The terms “black lives matter” and “all lives matter” are not separate, mutually exclusive things.

When one black individual kills another, the perpetrator goes to jail for life. In some circumstances, a white officer can kill a black civilian with a dozen or so witnesses and face no more punishment than paid leave. The terms “black lives matter” and “all lives matter” are not seperate, mutually exclusive things. The only reason for the specification of black lives is because society has shown it doesn’t agree. This isn’t a new thing. In the 1950s and ‘60s, the civil rights movement took off with marches of all sorts, peaceful, violent, large and small, with similar aims — full legal and societal equality. In the ‘70s, individuals of lower socioeconomic status and their sympathizers took to the streets to support equality in education. In the ‘80s, protesters were killed during race riots in Miami.

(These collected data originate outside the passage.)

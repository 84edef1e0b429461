use tokio::sync::broadcast;

#[cfg(unix)]
use tokio::signal::unix::{SignalKind, signal};

pub(crate) type ShutdownSender = broadcast::Sender<()>;
pub(crate) type ShutdownReceiver = broadcast::Receiver<()>;

/// Broadcast channel size for shutdown notifications (single signal fan-out).
const SHUTDOWN_CHANNEL_CAPACITY: usize = 1;

#[must_use]
pub(crate) fn shutdown_channel() -> (ShutdownSender, ShutdownReceiver) {
    broadcast::channel::<()>(SHUTDOWN_CHANNEL_CAPACITY)
}

/// Forwards the first Ctrl+C (or SIGTERM on unix) to `shutdown_tx`. The task
/// also ends once anything else is sent on the channel.
pub(crate) fn setup_signal_shutdown_handler(
    shutdown_tx: &ShutdownSender,
) -> tokio::task::JoinHandle<()> {
    let shutdown_tx = shutdown_tx.clone();
    let mut shutdown_rx = shutdown_tx.subscribe();
    tokio::spawn(async move {
        #[cfg(unix)]
        let mut term_signal = match signal(SignalKind::terminate()) {
            Ok(signal) => Some(signal),
            Err(err) => {
                eprintln!("Failed to register SIGTERM handler: {}", err);
                None
            }
        };

        #[cfg(unix)]
        {
            tokio::select! {
                _ = shutdown_rx.recv() => {}
                _ = tokio::signal::ctrl_c() => {
                    drop(shutdown_tx.send(()));
                }
                () = async {
                    if let Some(signal) = term_signal.as_mut() {
                        signal.recv().await;
                    } else {
                        std::future::pending::<()>().await;
                    }
                } => {
                    drop(shutdown_tx.send(()));
                }
            }
        }

        #[cfg(not(unix))]
        {
            tokio::select! {
                _ = shutdown_rx.recv() => {}
                _ = tokio::signal::ctrl_c() => {
                    drop(shutdown_tx.send(()));
                }
            }
        }
    })
}
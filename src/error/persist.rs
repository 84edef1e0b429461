use std::path::PathBuf;

use thiserror::Error;

#[derive(Debug, Error)]
pub enum PersistError {
    #[error("Failed to serialize results: {source}")]
    Serialize {
        #[source]
        source: serde_json::Error,
    },
    #[error("Failed to write results to '{path}': {source}")]
    WriteResults {
        path: PathBuf,
        #[source]
        source: std::io::Error,
    },
}
use std::path::PathBuf;

use clap::ArgMatches;
use clap::parser::ValueSource;

use crate::args::{CacheRatio, PositiveU64, PositiveUsize, TesterArgs, parse_header};
use crate::error::{AppError, AppResult, ConfigError};

use super::types::ConfigFile;

/// Applies configuration values to CLI arguments. Values only fill in flags
/// that were not given on the command line.
///
/// # Errors
///
/// Returns an error when a config value is out of range or malformed.
pub fn apply_config(
    args: &mut TesterArgs,
    matches: &ArgMatches,
    config: &ConfigFile,
) -> AppResult<()> {
    if !is_cli(matches, "url")
        && let Some(url) = config.url.clone()
    {
        args.url = Some(url);
    }

    if !is_cli(matches, "concurrent")
        && let Some(concurrent) = config.concurrent
    {
        args.concurrent = PositiveUsize::try_from(concurrent)
            .map_err(|_err| ConfigError::FieldMustBePositive { field: "concurrent" })?;
    }

    if !is_cli(matches, "total")
        && let Some(total) = config.total
    {
        args.total = total;
    }

    if !is_cli(matches, "endpoints")
        && let Some(endpoints) = config.endpoints.as_ref()
    {
        if endpoints.is_empty() {
            return Err(AppError::config(ConfigError::EndpointsEmpty));
        }
        args.endpoints.clone_from(endpoints);
    }

    if !is_cli(matches, "cache_ratio")
        && let Some(ratio) = config.cache_ratio
    {
        args.cache_ratio = CacheRatio::try_from(ratio)
            .map_err(|err| ConfigError::InvalidCacheRatio { source: err })?;
    }

    if !is_cli(matches, "timeout")
        && let Some(timeout) = config.timeout
    {
        args.timeout = PositiveU64::try_from(timeout)
            .map_err(|_err| ConfigError::FieldMustBePositive { field: "timeout" })?;
    }

    if !is_cli(matches, "test_type")
        && let Some(test_type) = config.test_type
    {
        args.test_type = test_type;
    }

    if !is_cli(matches, "duration")
        && let Some(duration) = config.duration
    {
        args.duration = PositiveU64::try_from(duration)
            .map_err(|_err| ConfigError::FieldMustBePositive { field: "duration" })?;
    }

    if !is_cli(matches, "headers")
        && let Some(headers) = config.headers.as_ref()
    {
        args.headers = parse_headers(headers)?;
    }

    if !is_cli(matches, "seed")
        && let Some(seed) = config.seed
    {
        args.seed = Some(seed);
    }

    if !is_cli(matches, "output_dir")
        && let Some(output_dir) = config.output_dir.as_ref()
    {
        args.output_dir = PathBuf::from(output_dir);
    }

    if !is_cli(matches, "verbose")
        && let Some(verbose) = config.verbose
    {
        args.verbose = verbose;
    }

    Ok(())
}

fn is_cli(matches: &ArgMatches, name: &str) -> bool {
    matches.value_source(name) == Some(ValueSource::CommandLine)
}

fn parse_headers(headers: &[String]) -> AppResult<Vec<(String, String)>> {
    let mut parsed = Vec::with_capacity(headers.len());
    for header in headers {
        parsed.push(
            parse_header(header)
                .map_err(|err| AppError::config(ConfigError::InvalidHeader { source: err }))?,
        );
    }
    Ok(parsed)
}
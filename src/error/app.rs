use thiserror::Error;

use super::{ConfigError, DispatchError, HttpError, PersistError, ValidationError};

#[derive(Debug, Error)]
pub enum AppError {
    #[error("I/O error: {source}")]
    Io {
        #[from]
        source: std::io::Error,
    },
    #[error("CLI error: {source}")]
    Clap {
        #[from]
        source: clap::Error,
    },
    #[error("Validation error: {0}")]
    Validation(#[from] ValidationError),
    #[error("Configuration error: {0}")]
    Config(#[from] ConfigError),
    #[error("HTTP error: {0}")]
    Http(#[from] HttpError),
    #[error("Dispatch error: {0}")]
    Dispatch(#[from] DispatchError),
    #[error("Persist error: {0}")]
    Persist(#[from] PersistError),
    #[error("Test interrupted by user")]
    Interrupted,
}

pub type AppResult<T> = Result<T, AppError>;

impl AppError {
    pub fn validation<E>(error: E) -> Self
    where
        E: Into<ValidationError>,
    {
        error.into().into()
    }

    pub fn config<E>(error: E) -> Self
    where
        E: Into<ConfigError>,
    {
        error.into().into()
    }

    pub fn http<E>(error: E) -> Self
    where
        E: Into<HttpError>,
    {
        error.into().into()
    }

    pub fn persist<E>(error: E) -> Self
    where
        E: Into<PersistError>,
    {
        error.into().into()
    }

    #[must_use]
    pub const fn is_interrupted(&self) -> bool {
        matches!(self, AppError::Interrupted)
    }
}
use std::time::Duration;

use futures_util::future::join_all;
use tokio::time::{Instant, sleep};
use tracing::debug;

use crate::http::RequestIssuer;
use crate::metrics::RequestOutcome;

use super::BATCH_PAUSE;
use super::picker::EndpointPicker;

/// Sends batches of `batch_size` concurrent requests until `duration` has
/// elapsed. The deadline is only checked between batches, so the last batch
/// may finish after it.
pub(super) async fn run_throughput_test(
    issuer: &dyn RequestIssuer,
    picker: &EndpointPicker,
    batch_size: usize,
    duration: Duration,
) -> Vec<RequestOutcome> {
    let start = Instant::now();
    let mut outcomes = Vec::new();
    let mut batches: u64 = 0;

    while start.elapsed() < duration {
        let batch = (0..batch_size).map(|_| {
            let endpoint = picker.pick();
            async move { issuer.issue(&endpoint).await }
        });
        outcomes.extend(join_all(batch).await);
        batches = batches.saturating_add(1);
        debug!(
            "Throughput batch {} done ({} outcomes, {:?} elapsed)",
            batches,
            outcomes.len(),
            start.elapsed()
        );
        sleep(BATCH_PAUSE).await;
    }

    outcomes
}
use std::time::Duration;

use async_trait::async_trait;
use reqwest::{
    Client,
    header::{HeaderMap, HeaderName, HeaderValue},
};
use tokio::time::Instant;
use tracing::debug;

use crate::args::DEFAULT_USER_AGENT;
use crate::config::RunConfig;
use crate::error::{AppError, AppResult, HttpError};
use crate::metrics::RequestOutcome;

/// Response header the proxy uses to report cache status.
pub const CACHE_HEADER: &str = "X-Cache";
/// Exact (case-sensitive) header value that marks a cache hit.
pub const CACHE_HIT_VALUE: &str = "HIT";

/// Issues one request for an endpoint path and reports its outcome.
///
/// Implementations never fail: transport problems are folded into the
/// returned [`RequestOutcome`].
#[async_trait]
pub trait RequestIssuer: Send + Sync {
    async fn issue(&self, endpoint: &str) -> RequestOutcome;
}

/// reqwest-backed issuer bound to one base URL.
#[derive(Debug, Clone)]
pub struct HttpIssuer {
    client: Client,
    base_url: String,
}

impl HttpIssuer {
    /// Builds an issuer from the run configuration.
    ///
    /// # Errors
    ///
    /// Returns an error when a configured header is invalid or the client
    /// cannot be built.
    pub fn from_config(config: &RunConfig) -> AppResult<Self> {
        Self::new(&config.base_url, config.timeout, &config.headers)
    }

    /// Builds an issuer that sends `headers` on every request and bounds each
    /// request by `timeout`.
    ///
    /// # Errors
    ///
    /// Returns an error when a header is invalid or the client cannot be built.
    pub fn new(base_url: &str, timeout: Duration, headers: &[(String, String)]) -> AppResult<Self> {
        let client = Client::builder()
            .timeout(timeout)
            .user_agent(DEFAULT_USER_AGENT)
            .default_headers(build_header_map(headers)?)
            .build()
            .map_err(|err| AppError::http(HttpError::BuildClientFailed { source: err }))?;
        Ok(Self {
            client,
            base_url: base_url.to_owned(),
        })
    }

    /// Sends a GET for `endpoint` with optional per-request headers.
    pub async fn send(&self, endpoint: &str, extra_headers: Option<HeaderMap>) -> RequestOutcome {
        let url = format!("{}{}", self.base_url, endpoint);
        let mut request = self.client.get(&url);
        if let Some(headers) = extra_headers {
            request = request.headers(headers);
        }

        let start = Instant::now();
        match request.send().await {
            Ok(response) => {
                let elapsed = start.elapsed();
                let cache_hit = is_cache_hit(response.headers());
                RequestOutcome::response(response.status().as_u16(), elapsed, cache_hit)
            }
            Err(err) => {
                let elapsed = start.elapsed();
                debug!("Request to {} failed after {:?}: {}", url, elapsed, err);
                RequestOutcome::failure(elapsed, err.to_string())
            }
        }
    }
}

#[async_trait]
impl RequestIssuer for HttpIssuer {
    async fn issue(&self, endpoint: &str) -> RequestOutcome {
        self.send(endpoint, None).await
    }
}

/// True only for an `X-Cache` value of exactly `HIT`.
pub(crate) fn is_cache_hit(headers: &HeaderMap) -> bool {
    headers
        .get(CACHE_HEADER)
        .is_some_and(|value| value.as_bytes() == CACHE_HIT_VALUE.as_bytes())
}

pub(crate) fn build_header_map(headers: &[(String, String)]) -> AppResult<HeaderMap> {
    let mut map = HeaderMap::with_capacity(headers.len());
    for (name, value) in headers {
        let header_name = HeaderName::from_bytes(name.as_bytes()).map_err(|err| {
            AppError::http(HttpError::InvalidHeaderName {
                header: name.clone(),
                source: err,
            })
        })?;
        let header_value = HeaderValue::from_str(value).map_err(|err| {
            AppError::http(HttpError::InvalidHeaderValue {
                header: name.clone(),
                source: err,
            })
        })?;
        map.append(header_name, header_value);
    }
    Ok(map)
}
use std::ffi::OsStr;
use std::io::{Read, Write};
use std::net::{Shutdown, TcpListener, TcpStream};
use std::path::Path;
use std::process::{Command, Output};
use std::sync::mpsc;
use std::thread;
use std::time::Duration;

pub struct ServerHandle {
    shutdown: mpsc::Sender<()>,
    thread: Option<thread::JoinHandle<()>>,
}

impl Drop for ServerHandle {
    fn drop(&mut self) {
        let _send_result = self.shutdown.send(());
        if let Some(handle) = self.thread.take() {
            drop(handle.join());
        }
    }
}

/// Spawn a lightweight caching-proxy stand-in. Paths starting with `/hit`
/// answer `X-Cache: HIT`, `/missing` answers 404, everything else is a `MISS`.
///
/// # Errors
///
/// Returns an error if the listener cannot be created or configured.
pub fn spawn_proxy_server() -> Result<(String, ServerHandle), String> {
    let listener = TcpListener::bind("127.0.0.1:0")
        .map_err(|err| format!("bind test server failed: {}", err))?;
    let addr = listener
        .local_addr()
        .map_err(|err| format!("server addr failed: {}", err))?;
    listener
        .set_nonblocking(true)
        .map_err(|err| format!("set_nonblocking failed: {}", err))?;

    let (shutdown_tx, shutdown_rx) = mpsc::channel();

    let handle = thread::spawn(move || {
        loop {
            if shutdown_rx.try_recv().is_ok() {
                break;
            }

            match listener.accept() {
                Ok((stream, _)) => {
                    thread::spawn(move || handle_client(stream));
                }
                Err(err) if err.kind() == std::io::ErrorKind::WouldBlock => {
                    thread::sleep(Duration::from_millis(10));
                }
                Err(_) => break,
            }
        }
    });

    Ok((
        format!("http://{}", addr),
        ServerHandle {
            shutdown: shutdown_tx,
            thread: Some(handle),
        },
    ))
}

/// Like [`spawn_proxy_server`], but skips when the sandbox forbids sockets.
///
/// # Errors
///
/// Returns an error for any bind failure other than a permission denial.
pub fn spawn_proxy_server_or_skip() -> Result<Option<(String, ServerHandle)>, String> {
    match spawn_proxy_server() {
        Ok(result) => Ok(Some(result)),
        Err(err) if err.contains("Operation not permitted") => {
            eprintln!("Skipping e2e test: {}", err);
            Ok(None)
        }
        Err(err) => Err(err),
    }
}

fn handle_client(mut stream: TcpStream) {
    let mut buffer = [0u8; 1024];
    let Ok(read) = stream.read(&mut buffer) else {
        return;
    };
    let request = String::from_utf8_lossy(buffer.get(..read).unwrap_or_default());
    let path = request.split_whitespace().nth(1).unwrap_or("/");

    let response: &[u8] = if path.starts_with("/hit") {
        b"HTTP/1.1 200 OK\r\nX-Cache: HIT\r\nContent-Length: 2\r\nConnection: close\r\n\r\nOK"
    } else if path.starts_with("/missing") {
        b"HTTP/1.1 404 Not Found\r\nX-Cache: MISS\r\nContent-Length: 0\r\nConnection: close\r\n\r\n"
    } else {
        b"HTTP/1.1 200 OK\r\nX-Cache: MISS\r\nContent-Length: 2\r\nConnection: close\r\n\r\nOK"
    };

    if stream.write_all(response).is_err() {
        return;
    }
    if stream.flush().is_err() {
        return;
    }
    drop(stream.shutdown(Shutdown::Both));
}

/// Returns a `http://` URL whose port has nothing listening.
///
/// # Errors
///
/// Returns an error if a probe listener cannot be bound.
pub fn unused_local_url() -> Result<String, String> {
    let listener = TcpListener::bind("127.0.0.1:0")
        .map_err(|err| format!("bind probe listener failed: {}", err))?;
    let addr = listener
        .local_addr()
        .map_err(|err| format!("probe addr failed: {}", err))?;
    drop(listener);
    Ok(format!("http://{}", addr))
}

/// Run the `cacheload` binary inside `workdir` and capture output.
///
/// # Errors
///
/// Returns an error if the binary cannot be executed.
pub fn run_cacheload<I, S>(workdir: &Path, args: I) -> Result<Output, String>
where
    I: IntoIterator<Item = S>,
    S: AsRef<OsStr>,
{
    let bin = cacheload_bin()?;
    Command::new(bin)
        .args(args)
        .current_dir(workdir)
        .env("CACHELOAD_LOG", "error")
        .env_remove("RUST_LOG")
        .output()
        .map_err(|err| format!("run cacheload failed: {}", err))
}

fn cacheload_bin() -> Result<String, String> {
    option_env!("CARGO_BIN_EXE_cacheload").map_or_else(
        || Err("CARGO_BIN_EXE_cacheload missing at compile time.".to_owned()),
        |path| Ok(path.to_owned()),
    )
}
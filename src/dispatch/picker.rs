use std::sync::{Mutex, PoisonError};

use rand::SeedableRng;
use rand::rngs::StdRng;
use rand::seq::SliceRandom;

use crate::error::ValidationError;

/// Uniform endpoint selection with replacement.
///
/// The RNG is shared behind a mutex that is never held across an await, so
/// a fixed seed gives a reproducible pick sequence.
#[derive(Debug)]
pub struct EndpointPicker {
    endpoints: Vec<String>,
    rng: Mutex<StdRng>,
}

impl EndpointPicker {
    /// # Errors
    ///
    /// Returns an error when `endpoints` is empty.
    pub fn new(endpoints: Vec<String>, seed: Option<u64>) -> Result<Self, ValidationError> {
        if endpoints.is_empty() {
            return Err(ValidationError::EndpointsEmpty);
        }
        let rng = seed.map_or_else(StdRng::from_entropy, StdRng::seed_from_u64);
        Ok(Self {
            endpoints,
            rng: Mutex::new(rng),
        })
    }

    #[must_use]
    pub fn pick(&self) -> String {
        let mut rng = self.rng.lock().unwrap_or_else(PoisonError::into_inner);
        // Never empty, see `new`.
        self.endpoints
            .choose(&mut *rng)
            .cloned()
            .unwrap_or_default()
    }

    #[must_use]
    pub fn endpoints(&self) -> &[String] {
        &self.endpoints
    }
}
use std::time::Duration;

use serde::{Serialize, Serializer};

/// Status code recorded when no HTTP response was received.
pub const TRANSPORT_FAILURE_STATUS: u16 = 0;

/// Message reported in place of statistics when a run produced no outcomes.
pub const NO_RESULTS_MESSAGE: &str = "No results to analyze";

/// Normalized result of a single GET.
#[derive(Debug, Clone, PartialEq, Eq, Serialize)]
pub struct RequestOutcome {
    pub status_code: u16,
    #[serde(rename = "response_time", serialize_with = "serialize_secs")]
    pub elapsed: Duration,
    pub cache_hit: bool,
    pub error: Option<String>,
}

impl RequestOutcome {
    #[must_use]
    pub const fn response(status_code: u16, elapsed: Duration, cache_hit: bool) -> Self {
        Self {
            status_code,
            elapsed,
            cache_hit,
            error: None,
        }
    }

    #[must_use]
    pub const fn failure(elapsed: Duration, error: String) -> Self {
        Self {
            status_code: TRANSPORT_FAILURE_STATUS,
            elapsed,
            cache_hit: false,
            error: Some(error),
        }
    }

    /// Only an exact 200 counts; redirects and other 2xx are errors.
    #[must_use]
    pub const fn is_success(&self) -> bool {
        self.status_code == 200
    }
}

fn serialize_secs<S>(value: &Duration, serializer: S) -> Result<S::Ok, S::Error>
where
    S: Serializer,
{
    serializer.serialize_f64(value.as_secs_f64())
}

/// Descriptive statistics over one outcome sequence. Times are in seconds,
/// rates in percent.
#[derive(Debug, Clone, PartialEq, Serialize)]
pub struct SummaryStats {
    pub total_requests: usize,
    pub successful_requests: usize,
    pub error_requests: usize,
    pub success_rate: f64,
    pub cache_hits: usize,
    pub cache_hit_rate: f64,
    pub average_response_time: f64,
    pub median_response_time: f64,
    pub p95_response_time: f64,
    pub p99_response_time: f64,
    pub min_response_time: f64,
    pub max_response_time: f64,
    /// Total outcomes divided by the slowest single response, not by wall-clock
    /// run time. Kept this way so reports stay comparable across versions.
    pub requests_per_second: f64,
}

/// Aggregation result; an empty run yields [`Analysis::Empty`] instead of
/// ratios over zero.
#[derive(Debug, Clone, PartialEq)]
pub enum Analysis {
    Summary(SummaryStats),
    Empty,
}

impl Serialize for Analysis {
    fn serialize<S>(&self, serializer: S) -> Result<S::Ok, S::Error>
    where
        S: Serializer,
    {
        match self {
            Analysis::Summary(stats) => stats.serialize(serializer),
            Analysis::Empty => {
                use serde::ser::SerializeMap;
                let mut map = serializer.serialize_map(Some(1))?;
                map.serialize_entry("error", NO_RESULTS_MESSAGE)?;
                map.end()
            }
        }
    }
}
use thiserror::Error;

#[derive(Debug, Error)]
pub enum DispatchError {
    #[error("Concurrency gate closed before all requests were admitted.")]
    GateClosed,
    #[error("Request task failed: {source}")]
    TaskFailed {
        #[source]
        source: tokio::task::JoinError,
    },
}
//! Configuration loading, CLI merging and the resolved run configuration.
mod apply;
mod loader;
mod run;
pub mod types;


pub use apply::apply_config;
pub use loader::load_config;
pub use run::RunConfig;

#[cfg(test)]
pub(crate) use loader::load_config_file;
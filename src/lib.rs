//! Core library for the `cacheload` CLI.
//!
//! `cacheload` drives synthetic GET traffic at a caching reverse proxy and
//! reports throughput, latency percentiles and the cache-hit rate signalled
//! by the proxy's `X-Cache` header. The crate provides the CLI argument
//! types, configuration loading, the request issuer, the dispatch strategies,
//! result aggregation and the report/persistence helpers used by the binary.
pub mod args;
pub mod config;
pub mod dispatch;
pub mod error;
pub mod http;
pub mod metrics;
pub mod report;
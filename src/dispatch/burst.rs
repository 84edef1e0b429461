use std::sync::Arc;

use tokio::sync::Semaphore;
use tokio::task::JoinSet;

use crate::error::{AppResult, DispatchError};
use crate::http::RequestIssuer;
use crate::metrics::RequestOutcome;

use super::picker::EndpointPicker;

/// Spawns `total` request tasks up front; a semaphore with `limit` permits
/// bounds how many are in flight. Outcomes arrive in completion order.
pub(super) async fn run_burst_test(
    issuer: &Arc<dyn RequestIssuer>,
    picker: &Arc<EndpointPicker>,
    limit: usize,
    total: usize,
) -> AppResult<Vec<RequestOutcome>> {
    let gate = Arc::new(Semaphore::new(limit.min(Semaphore::MAX_PERMITS)));
    let mut tasks = JoinSet::new();

    for _ in 0..total {
        let gate = Arc::clone(&gate);
        let issuer = Arc::clone(issuer);
        let picker = Arc::clone(picker);
        tasks.spawn(async move {
            let _permit = gate
                .acquire_owned()
                .await
                .map_err(|_closed| DispatchError::GateClosed)?;
            let endpoint = picker.pick();
            Ok::<_, DispatchError>(issuer.issue(&endpoint).await)
        });
    }

    let mut outcomes = Vec::with_capacity(total);
    while let Some(joined) = tasks.join_next().await {
        let outcome = joined.map_err(|err| DispatchError::TaskFailed { source: err })??;
        outcomes.push(outcome);
    }
    Ok(outcomes)
}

In the ‘90s, quite a bit of Los Angeles lit up after the Rodney King beating. In the early 2000s, protestors marched, fought and sat against injustice in the legal system. Now, in the 2010s, history is repeating itself because the aim of the original has yet to be obtained. Black Lives Matter wasn’t big until recently. As a movement, it was not and is not instituted to insinuate white lives, Hispanic lives, Native American lives or cop lives don’t matter. The backing of the movement is that although all lives do matter, all aren’t treated as though they do.